### ACTIVITY:
Looking at the entries below, state how many lines contain the word "Array". Give the number alone.

**********

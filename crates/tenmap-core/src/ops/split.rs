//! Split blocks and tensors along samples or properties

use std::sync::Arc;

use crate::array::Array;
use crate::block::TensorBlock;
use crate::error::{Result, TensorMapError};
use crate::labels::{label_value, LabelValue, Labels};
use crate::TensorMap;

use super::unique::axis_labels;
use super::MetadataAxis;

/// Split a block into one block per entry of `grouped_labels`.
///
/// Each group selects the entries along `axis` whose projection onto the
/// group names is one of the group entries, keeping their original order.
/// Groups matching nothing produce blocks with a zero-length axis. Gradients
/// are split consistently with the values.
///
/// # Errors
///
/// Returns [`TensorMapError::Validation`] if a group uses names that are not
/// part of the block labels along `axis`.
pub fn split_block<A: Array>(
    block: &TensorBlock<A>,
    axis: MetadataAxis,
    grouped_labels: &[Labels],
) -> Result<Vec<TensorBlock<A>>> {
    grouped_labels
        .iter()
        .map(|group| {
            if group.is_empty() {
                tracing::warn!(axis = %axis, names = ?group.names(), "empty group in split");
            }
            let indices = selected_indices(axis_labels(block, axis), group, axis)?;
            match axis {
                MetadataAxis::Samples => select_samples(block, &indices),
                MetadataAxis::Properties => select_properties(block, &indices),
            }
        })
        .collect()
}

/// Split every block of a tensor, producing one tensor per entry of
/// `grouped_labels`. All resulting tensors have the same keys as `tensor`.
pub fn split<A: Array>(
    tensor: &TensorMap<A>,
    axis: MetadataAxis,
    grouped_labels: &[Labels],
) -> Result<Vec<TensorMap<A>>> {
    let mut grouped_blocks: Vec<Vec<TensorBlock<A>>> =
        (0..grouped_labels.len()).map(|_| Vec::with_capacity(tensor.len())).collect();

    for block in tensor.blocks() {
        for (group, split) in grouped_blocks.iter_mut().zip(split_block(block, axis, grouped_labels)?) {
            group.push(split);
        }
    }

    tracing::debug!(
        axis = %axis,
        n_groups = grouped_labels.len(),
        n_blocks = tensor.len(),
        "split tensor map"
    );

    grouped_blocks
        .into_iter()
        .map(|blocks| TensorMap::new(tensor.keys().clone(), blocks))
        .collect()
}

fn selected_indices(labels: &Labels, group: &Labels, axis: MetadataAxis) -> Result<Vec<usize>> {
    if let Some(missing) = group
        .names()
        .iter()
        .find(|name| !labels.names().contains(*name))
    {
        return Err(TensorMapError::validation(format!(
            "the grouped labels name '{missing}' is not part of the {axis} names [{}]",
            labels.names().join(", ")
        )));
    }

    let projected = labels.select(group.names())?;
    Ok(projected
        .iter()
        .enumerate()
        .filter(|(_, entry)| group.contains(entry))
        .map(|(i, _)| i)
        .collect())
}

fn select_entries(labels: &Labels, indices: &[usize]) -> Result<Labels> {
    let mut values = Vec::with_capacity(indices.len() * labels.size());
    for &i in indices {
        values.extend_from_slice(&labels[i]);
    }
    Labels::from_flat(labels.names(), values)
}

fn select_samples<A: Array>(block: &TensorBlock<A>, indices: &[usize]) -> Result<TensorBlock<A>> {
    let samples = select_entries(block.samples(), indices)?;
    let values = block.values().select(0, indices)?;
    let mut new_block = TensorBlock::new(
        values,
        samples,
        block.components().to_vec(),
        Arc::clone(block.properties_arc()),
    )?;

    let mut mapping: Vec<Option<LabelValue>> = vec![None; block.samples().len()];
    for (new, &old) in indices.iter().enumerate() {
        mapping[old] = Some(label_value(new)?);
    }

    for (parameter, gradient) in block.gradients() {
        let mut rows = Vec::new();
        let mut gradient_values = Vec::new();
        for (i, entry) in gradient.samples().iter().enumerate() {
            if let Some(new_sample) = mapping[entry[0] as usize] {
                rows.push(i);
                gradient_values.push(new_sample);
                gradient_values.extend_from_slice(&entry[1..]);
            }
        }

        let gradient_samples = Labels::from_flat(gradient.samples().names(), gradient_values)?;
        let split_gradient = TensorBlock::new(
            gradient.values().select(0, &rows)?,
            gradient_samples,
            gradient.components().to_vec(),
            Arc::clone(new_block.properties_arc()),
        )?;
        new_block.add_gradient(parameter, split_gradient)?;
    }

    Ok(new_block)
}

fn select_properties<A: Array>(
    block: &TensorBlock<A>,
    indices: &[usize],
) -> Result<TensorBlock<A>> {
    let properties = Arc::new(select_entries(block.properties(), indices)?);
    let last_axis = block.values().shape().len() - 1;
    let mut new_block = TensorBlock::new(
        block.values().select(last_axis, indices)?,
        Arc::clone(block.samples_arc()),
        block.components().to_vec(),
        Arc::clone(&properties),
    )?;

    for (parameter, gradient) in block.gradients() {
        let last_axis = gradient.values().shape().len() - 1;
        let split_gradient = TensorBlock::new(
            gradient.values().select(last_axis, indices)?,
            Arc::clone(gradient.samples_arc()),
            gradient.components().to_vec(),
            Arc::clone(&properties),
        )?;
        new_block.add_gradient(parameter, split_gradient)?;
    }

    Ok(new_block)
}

**********

### EXERCISE SOLUTION:
5